Oui, c'est fou, mais lorsque je l'ai vu pour la première fois, mon cerveau a directement déclenché les alarmes dans ma tête.
Et maintenant, je ne suis plus vierge et ce connard à qui j’ai donné ma virginité est au fait un taré qui préfère les soumises, je me sens drôlement stupide
Comment vais-je survivre à tout ça ?
Ce c(o)nnard est maintenant distant avec moi, après la nuit que nous avons passé ensemble où il a été un dieu du sexe.
P(u)tain, tu es conne de penser ainsi, pauvre c(o)nne.
Je n’arrive pas jusqu’à présent à me faire à l’idée qu'ils sont vraiment morts et qu'oncle Hugo ait vraiment fait ça à mon père.
Qu'est-ce qu'il a bien pu lui faire pour mériter ça ?
J’ai assez pleuré, j’ai la tête qui bat comme s’il y avait une minidiscothèque dans ma tête. Maintenant ça suffit les pleurnicheries.
L’avion commence à atterrir, Santiago attache sa ceinture.
Après quelques minutes, l’avion est au sol et à stopper tout mouvement. Il se lève et il range ses affaires avant de me regarder. Je fuis son regard et je me lève.
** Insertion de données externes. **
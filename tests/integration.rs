use std::path::Path;
use std::process::Command;

fn blogport_cmd(fixture: &str) -> Command {
    let mut cmd = Command::new(env!("CARGO_BIN_EXE_blogport"));
    cmd.current_dir(Path::new("tests/fixtures").join(fixture));
    cmd.env_remove("BLOGPORT_LOG");
    cmd
}

fn stdout_json(output: &std::process::Output) -> serde_json::Value {
    assert!(
        output.status.success(),
        "command failed: {}",
        String::from_utf8_lossy(&output.stderr)
    );
    serde_json::from_slice(&output.stdout).unwrap()
}

#[test]
fn export_medium_uses_medium_styles_and_no_title_rule() {
    let output = blogport_cmd("blog")
        .args(["export", "posts/hello.md", "--platform", "medium"])
        .output()
        .unwrap();
    assert!(output.status.success(), "{}", String::from_utf8_lossy(&output.stderr));

    let html = String::from_utf8(output.stdout).unwrap();
    assert!(html.contains(">Hello Blogport</h1>"));
    assert!(!html.contains("<hr"));
    assert!(html.contains("<h2 style=\"font-family: sans-serif;"));
    assert!(html.contains("<table"));
    assert!(html.contains("<code class=\"language-rust\">fn main() {}</code>"));
    assert!(html.contains("<a href=\"https://example.com\" target=\"_blank\""));
}

#[test]
fn disabled_diagrams_export_an_error_block() {
    let output = blogport_cmd("blog")
        .args(["export", "posts/hello.md"])
        .output()
        .unwrap();
    assert!(output.status.success());

    let html = String::from_utf8(output.stdout).unwrap();
    assert!(html.contains("Diagram could not be rendered"));
    assert!(html.contains("graph TD; A--&gt;B"));
    // config default platform is naver, which draws a rule under the title
    assert!(html.contains("<hr"));
}

#[test]
fn export_json_carries_markdown_fallback() {
    let output = blogport_cmd("blog")
        .args(["export", "posts/hello.md", "--platform", "tistory", "--json", "--title", "Custom"])
        .output()
        .unwrap();
    let payload = stdout_json(&output);

    assert_eq!(payload["platform"], "tistory");
    assert!(payload["html"].as_str().unwrap().contains(">Custom</h1>"));
    assert!(payload["plain_text"].as_str().unwrap().starts_with("# Hello Blogport"));
}

#[test]
fn blocks_prints_render_tree() {
    let output = blogport_cmd("blog").args(["blocks", "posts/hello.md"]).output().unwrap();
    let tree = stdout_json(&output);

    let blocks = tree.as_array().unwrap();
    assert_eq!(blocks[0]["node"]["kind"], "heading");
    assert!(blocks.iter().any(|b| b["node"]["kind"] == "table"));
    assert!(blocks.iter().any(|b| b["node"]["is_diagram"] == true));
}

#[test]
fn score_reports_keyword_metrics() {
    let output = blogport_cmd("blog")
        .args(["score", "posts/hello.md", "--keyword", "rust", "--json"])
        .output()
        .unwrap();
    let report = stdout_json(&output);

    assert_eq!(report["metrics"]["h2_count"], 3);
    assert_eq!(report["metrics"]["in_first_para"], true);
    assert_eq!(report["scores"]["quality"], 20.0);
    assert_eq!(report["checklist"].as_array().unwrap().len(), 4);
}

#[test]
fn suggestions_lower_quality() {
    let output = blogport_cmd("blog")
        .args(["score", "posts/hello.md", "--suggestions", "suggestions.json", "--json"])
        .output()
        .unwrap();
    let report = stdout_json(&output);
    assert_eq!(report["scores"]["quality"], 10.0);
    assert_eq!(report["scores"]["keyword"], 0.0);
}

#[test]
fn score_below_threshold_exits_1() {
    let output = blogport_cmd("strict").args(["score", "post.md"]).output().unwrap();
    assert_eq!(output.status.code(), Some(1));
    let report = String::from_utf8(output.stdout).unwrap();
    assert!(report.starts_with("# SEO Score: "));
}

#[test]
fn page_writes_markdown_with_title() {
    let dir = tempfile::tempdir().unwrap();
    let out = dir.path().join("post.md");
    let output = blogport_cmd("blog")
        .args(["page", "posts/hello.md", "--format", "markdown", "--out"])
        .arg(&out)
        .output()
        .unwrap();
    assert!(output.status.success(), "{}", String::from_utf8_lossy(&output.stderr));

    let written = std::fs::read_to_string(&out).unwrap();
    assert!(written.starts_with("# Hello Blogport\n\nIntro paragraph"));
}

#[test]
fn page_text_is_title_then_plain_blocks() {
    let output = blogport_cmd("blog")
        .args(["page", "posts/hello.md", "--format", "text"])
        .output()
        .unwrap();
    assert!(output.status.success(), "{}", String::from_utf8_lossy(&output.stderr));

    let text = String::from_utf8(output.stdout).unwrap();
    assert!(text.starts_with("Hello Blogport\n\nIntro paragraph about rust blogging with a link."));
    assert!(text.contains("Name\tValue\na\t1"));
    assert!(text.contains("graph TD; A-->B"));
    assert!(!text.contains("**"));
    assert!(!text.contains("<"));
}

#[test]
fn page_html_is_standalone() {
    let output = blogport_cmd("blog").args(["page", "posts/hello.md"]).output().unwrap();
    assert!(output.status.success());
    let html = String::from_utf8(output.stdout).unwrap();
    assert!(html.starts_with("<!DOCTYPE html>"));
    assert!(html.contains("<pre class=\"mermaid\">"));
}

#[test]
fn batch_respects_include_and_exclude() {
    let dir = tempfile::tempdir().unwrap();
    let output = blogport_cmd("blog")
        .args(["batch", "--platform", "wordpress", "--out-dir"])
        .arg(dir.path())
        .output()
        .unwrap();
    assert!(output.status.success(), "{}", String::from_utf8_lossy(&output.stderr));

    let mut names: Vec<String> = std::fs::read_dir(dir.path())
        .unwrap()
        .map(|e| e.unwrap().file_name().to_string_lossy().into_owned())
        .collect();
    names.sort();
    assert_eq!(names, vec!["posts__hello.wordpress.html".to_string()]);
}

#[test]
fn missing_post_is_a_runtime_error() {
    let output = blogport_cmd("blog").args(["export", "posts/nope.md"]).output().unwrap();
    assert_eq!(output.status.code(), Some(3));
    let stderr = String::from_utf8_lossy(&output.stderr);
    assert!(stderr.contains("File Not Found"));
}

#[test]
fn info_json_lists_platforms() {
    let output = blogport_cmd("blog").args(["info", "--json"]).output().unwrap();
    let info = stdout_json(&output);
    assert_eq!(info["platforms"].as_array().unwrap().len(), 5);
    assert_eq!(info["current_state"]["config_found"], true);
    assert_eq!(info["current_state"]["post_count"], 1);
    assert!(info["current_state"]["diagram_command"].is_null());
}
Quelques minutes plus tard, nous sommes dans une voiture. Je regarde la beauté de la ville sagement dans mon coin.
Nous sommes à Mazatlán comme le montre certains panneaux.
Haaa l'État de Sinaloa, aucun Cartel ni même un mafieux respecté ne peut dire ne pas connaître l’État de Sinaloa. Et ce con est l'un des plus gros poissons de Sinaloa si je comprends bien.
Je soupire bruyamment, car je sais que je suis encore plus dans la merde. Fuir un mafieux, c'est comme signer son arrêt de mort.
J’ai de l’expérience, car j’ai bien vu papa exécuté ces personnes qui pensaient être trop malignes pour le fuir. Si notre petit gang peut mettre la main sur un individu en cavale, alors que dirais-je d'un mafieux superpuissant qui doit avoir plus qu'un cartel à son actif qu'un play-boy a d'amante.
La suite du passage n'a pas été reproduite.